General characteristics
- Type: Trading vessel
- Length: 14 m (47 ft)
- Beam: 4.4 m (14 ft 6 in)
- Sail plan: Single square sail
- Speed: 4–5 kn (7–9 km/h)
- Crew: 4

= The Kyrenia Ship =

Ancient Greek merchant ship wreck

The Kyrenia Shipwreck is a 4th-century BC ancient Greek merchant ship that sank c. 294 BC.

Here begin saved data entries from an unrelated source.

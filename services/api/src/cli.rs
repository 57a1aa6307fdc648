use crate::demo::{run_demo, run_score, DemoArgs, ScoreArgs};
use crate::server;
use clap::{Args, Parser, Subcommand};
use std::path::PathBuf;
use vendorscore::error::AppError;

#[derive(Parser, Debug)]
#[command(
    name = "VendorScore",
    about = "Run the VendorScore supplier evaluation service or score evaluations from the command line",
    version
)]
struct Cli {
    #[command(subcommand)]
    command: Option<Command>,
}

#[derive(Subcommand, Debug)]
enum Command {
    /// Start the HTTP service (default command)
    Serve(ServeArgs),
    /// Walk through a complete supplier evaluation against the in-memory store
    Demo(DemoArgs),
    /// Score a JSON file holding criteria, ratings and raw weights
    Score(ScoreArgs),
}

#[derive(Args, Debug, Default)]
pub(crate) struct ServeArgs {
    /// Override the configured host for the HTTP server
    #[arg(long)]
    pub(crate) host: Option<String>,
    /// Override the configured port for the HTTP server
    #[arg(long)]
    pub(crate) port: Option<u16>,
    /// CSV criteria catalog (id,block,label,points_max); defaults to the built-in catalog
    #[arg(long)]
    pub(crate) criteria_csv: Option<PathBuf>,
    /// Organization to seed with the default weight matrix on startup
    #[arg(long)]
    pub(crate) seed_organization: Option<String>,
}

pub(crate) async fn run() -> Result<(), AppError> {
    let cli = Cli::parse();
    let command = cli
        .command
        .unwrap_or_else(|| Command::Serve(ServeArgs::default()));

    match command {
        Command::Serve(args) => server::run(args).await,
        Command::Demo(args) => run_demo(args),
        Command::Score(args) => run_score(args),
    }
}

The Kyrenia wreck was discovered by Greek-Cypriot diving instructor Andreas Cariolou in November 1965 during a storm. Having lost the exact position, Cariolou carried out more than 200 dives until he re-discovered the wreck in 1967 close to Kyrenia (Keryneia) in Cyprus. Michael Katzev, a graduate student at the University of Pennsylvania Museum of Archaeology and Anthropology, directed a scientific excavation from 1967 to 1969. Katzev later became a co-founder of the American Institute of Nautical Archaeology. The find was extensively covered in a documentary by the Cyprus Broadcasting Corporation titled "With Captain, Sailors Three: The Ancient Ship of Kyrenia". The ship itself was very well preserved with more than half its hull timbers in good condition.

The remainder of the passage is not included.